Site-specific mutagenesis. Point mutations were introduced into plasmid pSCLBH by PCR as described previously (29). Sequences of all primers used are available upon request.

Construction of strains. An E. coli mutant with an acrB deletion, AG100YB (Table 1), was generated by a method involving the introduction of a linear homologous DNA fragment, often called "recombineering" (25), but the red genes expressed from the pKD46 plasmid of Datsenko and Wanner was used (6). In this manner, no extraneous FLP recognition target sequences were introduced into the genome of the resulting strain. AG100 cultures containing the heat-labile plasmid pKD46 (6) were grown at 30°C, induced with 1 mM L-arabinose to express the red genes on the plasmid, and made competent for electroporation. A 5.0-kb portion of linear DNA containing acrB::Spc^r and the flanking regions was amplified by PCR from pUacrB::Spc^r, using primers K151AFw (5'-AGATCTCACTGAACAAATCC-3') and K151ARv (5'-CTGGATTACCGCCCACG-3'). Transformants were selected on LB agar containing spectinomycin (50 µg/ml) at 37°C and screened for the expected recombination by PCR.
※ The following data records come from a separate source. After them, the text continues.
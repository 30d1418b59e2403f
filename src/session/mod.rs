//! Document sessions: one editable draft per repository.
//!
//! Lint results are only ever attached to the exact content they were
//! computed from. A lint pass snapshots the content hash when it starts; if
//! the draft was edited before the pass finishes the result is dropped.

use dashmap::DashMap;
use std::sync::Arc;
use tokio::sync::RwLock;
use tracing::debug;

use crate::ai::CancelToken;
use crate::linter::Linter;
use crate::types::{DocForgeError, DraftDocument, LintReport, RepositoryId, Result, short_hash};

/// What happened to a finished lint pass
#[derive(Debug, Clone, PartialEq, Eq)]
pub enum LintOutcome {
    /// The report matches the current content and is now attached
    Attached(LintReport),
    /// The content changed while linting; the report was thrown away
    Discarded,
}

#[derive(Debug)]
struct SessionState {
    document: DraftDocument,
    report: Option<LintReport>,
}

/// A draft plus the lint report valid for its current content
#[derive(Debug)]
pub struct DocumentSession {
    state: RwLock<SessionState>,
}

impl DocumentSession {
    pub fn new(document: DraftDocument) -> Self {
        Self {
            state: RwLock::new(SessionState {
                document,
                report: None,
            }),
        }
    }

    pub async fn document(&self) -> DraftDocument {
        self.state.read().await.document.clone()
    }

    pub async fn content_hash(&self) -> String {
        self.state.read().await.document.content_hash()
    }

    /// Report for the current content, if a lint pass finished since the last edit
    pub async fn report(&self) -> Option<LintReport> {
        self.state.read().await.report.clone()
    }

    /// Replace the text. Any attached report is dropped.
    pub async fn edit(&self, text: impl Into<String>) {
        let mut state = self.state.write().await;
        state.document.edit(text);
        state.report = None;
    }

    /// Swap in a freshly generated draft
    pub async fn replace(&self, document: DraftDocument) {
        let mut state = self.state.write().await;
        state.document = document;
        state.report = None;
    }

    /// Lint a snapshot of the current text and attach the result if the
    /// content is unchanged when the pass finishes.
    pub async fn lint(&self, linter: &Linter, cancel: &CancelToken) -> Result<LintOutcome> {
        let text = self.state.read().await.document.text().to_string();
        let report = linter.lint(&text, cancel).await?;

        match self.attach(report).await {
            Ok(report) => Ok(LintOutcome::Attached(report)),
            Err(DocForgeError::StaleFindings { expected, actual }) => {
                debug!(
                    linted = short_hash(&expected),
                    current = short_hash(&actual),
                    "Discarding stale lint result"
                );
                Ok(LintOutcome::Discarded)
            }
            Err(e) => Err(e),
        }
    }

    /// Attach `report` when it was computed from the current content
    async fn attach(&self, report: LintReport) -> Result<LintReport> {
        let mut state = self.state.write().await;
        let current = state.document.content_hash();
        if report.content_hash != current {
            return Err(DocForgeError::StaleFindings {
                expected: report.content_hash,
                actual: current,
            });
        }
        state.report = Some(report.clone());
        Ok(report)
    }
}

/// One session per repository, shared across tasks
#[derive(Debug, Default)]
pub struct SessionRegistry {
    sessions: DashMap<RepositoryId, Arc<DocumentSession>>,
}

impl SessionRegistry {
    pub fn new() -> Self {
        Self::default()
    }

    /// Start a session for the draft's repository, replacing the draft of an
    /// existing session
    pub async fn open(&self, document: DraftDocument) -> Arc<DocumentSession> {
        let session = self
            .sessions
            .entry(document.repository().clone())
            .or_insert_with(|| Arc::new(DocumentSession::new(document.clone())))
            .clone();
        session.replace(document).await;
        session
    }

    pub fn get(&self, repository: &RepositoryId) -> Option<Arc<DocumentSession>> {
        self.sessions.get(repository).map(|s| s.clone())
    }

    pub fn close(&self, repository: &RepositoryId) -> Option<Arc<DocumentSession>> {
        self.sessions.remove(repository).map(|(_, s)| s)
    }

    pub fn len(&self) -> usize {
        self.sessions.len()
    }

    pub fn is_empty(&self) -> bool {
        self.sessions.is_empty()
    }
}

#[cfg(test)]
mod tests {
    use super::*;
    use crate::ai::RetryPolicy;
    use crate::ai::backend::scripted::{ScriptedBackend, Step};
    use crate::config::LintConfig;
    use chrono::Utc;
    use std::time::Duration;
    use tokio::sync::Notify;

    const EMPTY_FINDINGS: &str = r#"{"findings": []}"#;

    fn draft(text: &str) -> DraftDocument {
        DraftDocument::new(
            RepositoryId::new("user/project-alpha").unwrap(),
            text,
            Utc::now(),
            "fp",
        )
    }

    fn linter(backend: Arc<ScriptedBackend>) -> Linter {
        Linter::with_backend(
            &LintConfig::default(),
            backend,
            RetryPolicy::fixed(1, Duration::from_millis(1), Duration::from_millis(1)),
        )
    }

    #[tokio::test]
    async fn test_lint_attaches_report_for_unchanged_content() {
        let session = DocumentSession::new(draft("# Title\n"));
        let linter = Linter::structural_only(&LintConfig::default());

        let outcome = session.lint(&linter, &CancelToken::new()).await.unwrap();
        let LintOutcome::Attached(report) = outcome else {
            panic!("expected attached report");
        };
        assert_eq!(report.content_hash, session.content_hash().await);
        assert_eq!(session.report().await, Some(report));
    }

    #[tokio::test]
    async fn test_edit_invalidates_report() {
        let session = DocumentSession::new(draft("# Title\n"));
        let linter = Linter::structural_only(&LintConfig::default());
        session.lint(&linter, &CancelToken::new()).await.unwrap();

        session.edit("# Title\n\n## Overview\n").await;
        assert!(session.report().await.is_none());
    }

    #[tokio::test]
    async fn test_edit_during_lint_discards_result() {
        let gate = Arc::new(Notify::new());
        let backend = Arc::new(ScriptedBackend::new(vec![Step::Gated(
            gate.clone(),
            EMPTY_FINDINGS.to_string(),
        )]));
        let linter = linter(backend.clone());
        let session = Arc::new(DocumentSession::new(draft("# Title\n\nSome text.\n")));

        let lint_task = {
            let session = session.clone();
            tokio::spawn(async move { session.lint(&linter, &CancelToken::new()).await })
        };

        while backend.calls() == 0 {
            tokio::task::yield_now().await;
        }
        session.edit("# Title\n\nEdited text.\n").await;
        gate.notify_one();

        let outcome = lint_task.await.unwrap().unwrap();
        assert_eq!(outcome, LintOutcome::Discarded);
        assert!(session.report().await.is_none());
    }

    #[tokio::test]
    async fn test_failed_lint_keeps_previous_state() {
        let backend = Arc::new(ScriptedBackend::new(vec![Step::Reply("not json".into())]));
        let session = DocumentSession::new(draft("# Title\n\nBody.\n"));

        let err = session
            .lint(&linter(backend), &CancelToken::new())
            .await
            .unwrap_err();
        assert!(matches!(err, DocForgeError::MalformedResponse { .. }));
        assert!(session.report().await.is_none());
    }

    #[tokio::test]
    async fn test_registry_one_session_per_repository() {
        let registry = SessionRegistry::new();
        let first = registry.open(draft("# One\n")).await;
        let second = registry.open(draft("# Two\n")).await;

        assert!(Arc::ptr_eq(&first, &second));
        assert_eq!(registry.len(), 1);
        assert_eq!(first.document().await.text(), "# Two\n");

        let id = RepositoryId::new("user/project-alpha").unwrap();
        assert!(registry.get(&id).is_some());
        assert!(registry.close(&id).is_some());
        assert!(registry.is_empty());
    }
}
For construction of AG100YBD (Table 1), the dsbA1::kan mutation of strain RI90 was transduced into AG100YB, using P1cml,clr100 phage according to the protocol described by Miller (16).
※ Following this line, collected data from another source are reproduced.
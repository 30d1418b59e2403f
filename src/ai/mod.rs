//! Model Integration Layer
//!
//! Backend adapters plus the retry, timeout and cancellation plumbing
//! shared by generation and semantic linting.

pub mod backend;
pub mod cancel;
pub mod prompt;
pub mod retry;
pub mod timeout;
pub mod validation;

pub use backend::{
    Completion, CompletionRequest, HealthStatus, ModelBackend, OllamaBackend, OpenAiBackend,
    ResponseMetadata, ResponseTiming, SharedBackend, TokenUsage, create_backend,
};
pub use cancel::CancelToken;
pub use prompt::{PromptBuilder, PromptSection, PromptTemplates};
pub use retry::RetryPolicy;
pub use timeout::with_timeout;
pub use validation::{FindingsSchema, parse_findings, parse_json_response, strip_code_fences};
Drug susceptibility assays. E. coli HNCE1a (7), AG100YB, or AG100YBD cells harboring pSPORT1-derived plasmids were tested, without isopropyl-ß-D-thiogalactopyranoside (IPTG) induction, for drug susceptibility by the gradient plate method as described previously (4, 29). A linear concentration gradient of cholic acid (Sigma) was prepared in square LB agar plates containing 8,000, 10,000, and 16,000 or 18,000 µg/ml of cholic acid in the lower layer for HNCE1a, AG100YB, and AG100YBD, respectively. Mid-exponential-phase cultures were diluted to an optical density at 660 nm (OD₆₆₀) of 0.1 with LB broth supplemented with ampicillin (100 µg/ml) and streaked as a line across the plate, parallel to the drug gradient. Bacterial growth across the plates, from low to high drug concentrations, was measured after 24 h at 37°C. All mutants were assayed at least four times, using strains harboring wild-type cysteineless pSCLBH and the vector pSPORT1 as controls. The relative activity of each mutated AcrB protein was calculated as described previously (29), and the activities of controls with full efflux activity (pSCLBH) and no efflux activity (pSPORT1) were defined as 100 and 0%, respectively.

Ethidium accumulation assay and effect of methanethiosulfonate (MTS) cross-linking reagents. AG100YBD cells harboring pSPORT1-derived plasmids were grown in LB medium with ampicillin without IPTG induction to an OD₆₆₀ of 0.7 to 0.9 at 37°C. Cells were then harvested at room temperature, washed once, and resuspended in buffer A (50 mM sodium phosphate buffer [pH 7.0] containing 100 mM NaCl and 0.1% [vol/vol] glycerol). The accumulation of ethidium by cells was monitored by determining the fluorescence of the cells with a Shimadzu RF-5301PC spectrofluorometer (Shimadzu Scientific Instruments, Inc., Columbia, MD) at room temperature as described previously (13). The final concentration of ethidium bromide used was 5 µM, and the concentration of bacterial cells corresponded to an OD₆₆₀ of 0.2. The excitation and emission wavelengths were 520 and 590 nm, respectively, with slit widths of 5 nm for excitation and 10 nm for emission.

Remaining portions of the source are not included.